ST.VINCENT
美しきモンスターの武器はギター!?
女性アーティストと括らなくても、ここ最近のアーティストの中で最もエッジーかつ重層的なルーツを持つのが、ST.VINCENTことアニー・クラークではないだろうか。その彼女が4枚目にしてセルフタイトルのアルバムをリリース後にフジロックにやってくる、しかもステージはレッド・マーキーだと言うのだから、人が押し寄せるのも無理はない。デジタル・スクリーンにはアルバム・ジャケット同様のビジュアルが投影され、しかも、あの椅子状のものが実際の階段として設置されている。それ以外はドラムセット、ミニムーグ、キーボードがステージのすみのほうに配置されている。
そこにゴールドのコサージュが着いたドレッシーなベアトップにブラックレザーのミニスカート、シアーじゃないタイツにハイヒール、髪は編みこみで引っつめた上品なスタイル。直前に動画で「Live on Letterman」を見ることができたので、やはり今シーズンはこのスタイルで行くんだと納得したのだが、この日のライブが初見だったら、衣装から、ぜんまい仕掛けの人形もしくはバレリーナのような全身の神経を張り詰めたような動きにいちいち驚嘆の声を上げていたに違いない。でもやっぱり、ナマで見ると、サポートメンバーは存在するものの、アニーひとり、身体と身体の一部のようなエレクトリックギター1本で、オーディエンスに対峙する彼女の人間力(宇宙人ぽくもあるのだけど)に圧倒される。
シンプルなステージに彼女が立ち、ギターを肩にかけポーズを取るだけでオブジェのよう。オープニングはアルバム同様「アアアアアアアッアー」のリフレインが印象的な”Rattlesnake“。膨張・収縮を繰り返すようなシンセ以上に彼女が弾く、ロック、ファンク、フュージョンの垣根がブッ壊れたようなソロが独特過ぎて、また驚愕。ものすごく乱暴な言い方をするとビョークとプリンスの両面を持ち合わせているような音楽家と言ったらいいだろうか。

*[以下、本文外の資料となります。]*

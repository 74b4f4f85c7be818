//! Persist pipeline artifacts into the given output directory.
//!
//! Layout:
//!   out_dir/
//!     content_chunks.jsonl
//!     summary.json
//!
//! `out_dir` is expected to be a timestamped folder chosen by the caller.
//! This module ensures the directory exists and writes both files.

use std::{fs, path::Path};

use anyhow::{Context, Result};
use serde::Serialize;
use tracing::info;

use crate::{core::summary::PipelineSummary, export::jsonl, model::document::Chunk};

pub const CHUNKS_FILE: &str = "content_chunks.jsonl";
pub const SUMMARY_FILE: &str = "summary.json";

/// File paths of the persisted artifacts.
#[derive(Debug, Clone, Serialize)]
pub struct PersistFiles {
    pub chunks_jsonl: String,
    pub summary_json: String,
}

/// Returned to the caller and also written to `summary.json`.
#[derive(Debug, Clone, Serialize)]
pub struct PersistSummary {
    pub out_dir: String,
    pub files: PersistFiles,
    pub summary: PipelineSummary,
}

/// Write all artifacts to `out_dir` and return the [`PersistSummary`].
pub fn persist_all(
    out_dir: &Path,
    chunks: &[Chunk],
    summary: PipelineSummary,
) -> Result<PersistSummary> {
    fs::create_dir_all(out_dir).with_context(|| format!("create_dir_all {}", out_dir.display()))?;
    info!("persist: dir prepared -> {}", out_dir.display());

    let p_chunks = out_dir.join(CHUNKS_FILE);
    let p_summary = out_dir.join(SUMMARY_FILE);

    jsonl::write_chunks_jsonl(&p_chunks, chunks)?;

    let persist = PersistSummary {
        out_dir: out_dir.to_string_lossy().into_owned(),
        files: PersistFiles {
            chunks_jsonl: p_chunks.to_string_lossy().into_owned(),
            summary_json: p_summary.to_string_lossy().into_owned(),
        },
        summary,
    };

    {
        let f = fs::File::create(&p_summary)
            .with_context(|| format!("create {}", p_summary.display()))?;
        let w = std::io::BufWriter::new(f);
        serde_json::to_writer_pretty(w, &persist)?;
    }

    info!("persist: all artifacts written");
    Ok(persist)
}

#[cfg(test)]
mod tests {
    use super::*;
    use crate::model::document::{Document, Section};
    use chrono::Utc;

    #[test]
    fn writes_jsonl_and_summary() {
        let out = std::env::temp_dir().join(format!(
            "content-pipeline-persist-{}-{}",
            std::process::id(),
            Utc::now().timestamp_nanos_opt().unwrap_or_default()
        ));
        let doc = Document {
            url: "https://x/plans".into(),
            title: "Plans".into(),
            section: Section::Plans,
            cleaned_text: "a b c".into(),
            scraped_at: Utc::now(),
        };
        let chunks = vec![
            Chunk::new(&doc, 0, "a b".into()),
            Chunk::new(&doc, 1, "b c".into()),
        ];
        let summary = PipelineSummary::from_counts(&[], std::slice::from_ref(&doc), &chunks);

        let persisted = persist_all(&out, &chunks, summary).unwrap();

        let body = fs::read_to_string(out.join(CHUNKS_FILE)).unwrap();
        let lines: Vec<&str> = body.lines().collect();
        assert_eq!(lines.len(), 2);
        let first: Chunk = serde_json::from_str(lines[0]).unwrap();
        assert_eq!(first, chunks[0]);

        let written: serde_json::Value =
            serde_json::from_str(&fs::read_to_string(out.join(SUMMARY_FILE)).unwrap()).unwrap();
        assert_eq!(written["summary"]["counts"]["chunks"], 2);
        assert_eq!(written["summary"]["chunks_by_section"]["plans"], 2);
        assert_eq!(persisted.summary.counts.documents_kept, 1);

        let _ = fs::remove_dir_all(&out);
    }
}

デジタリックなサウンドに、前述したファンクやジャズなどルーツミュージックのエッセンスも漂わせる新作からのナンバーが中心に進行していくのだが、優雅極まりない”Cruel”のオーケストレーションのシーケンスにうっとりしたり、完全にアニーの手中に感情を預けている感じだ。
また、ゴスペル的な神聖さの中にとろけるようなロマンも流し込んだ”Prince Johnny”での艶やかなアクションも美しい。チューニングすらバレリーナの振り付けみたいなのだから、1曲1曲は独立していても、彼女の動きがライブに流れを作っていく。そしてエレガントにギターチェンジしたあとは、物理的にはノイジー、でもフレーズはインテリジェントなイントロが印象的な”Digital Witness”で、うまく踊れないがとにかく身体を揺らす。それまでほとんど、誰も手さえ上げず、彼女の動きを凝視し、曲が終わるたびに割れんばかりの拍手が起こる状態だったところに、少しロック的なダイナミズムが加わり、クライマックスには、ステージを離れ機材ボックスに移りギターソロというか、もはやジミヘンとかプリンスぐらいしか喩えが思い浮かばない超絶イマジネーションの塊のような演奏を展開。ギターテクがどうこうというレベルじゃない衝撃なのだが、実は深い音楽的な知識とスキルを持つことが、リスナーの内部で古い価値観を
破壊し、新しい価値観を構築する裏付けになっている。
もうなんと言っていいやら、ピナ・バウシュのダンサーがギターを持ったような、しかしメロディは圧倒的にポップで刺激を求めるあらゆるミュージック・ラバーをとりこにするST.VINCENTという美しいモンスターは、演奏終了後、深々とおじぎをし、笑顔で手を振りレッド・マーキーを後にした。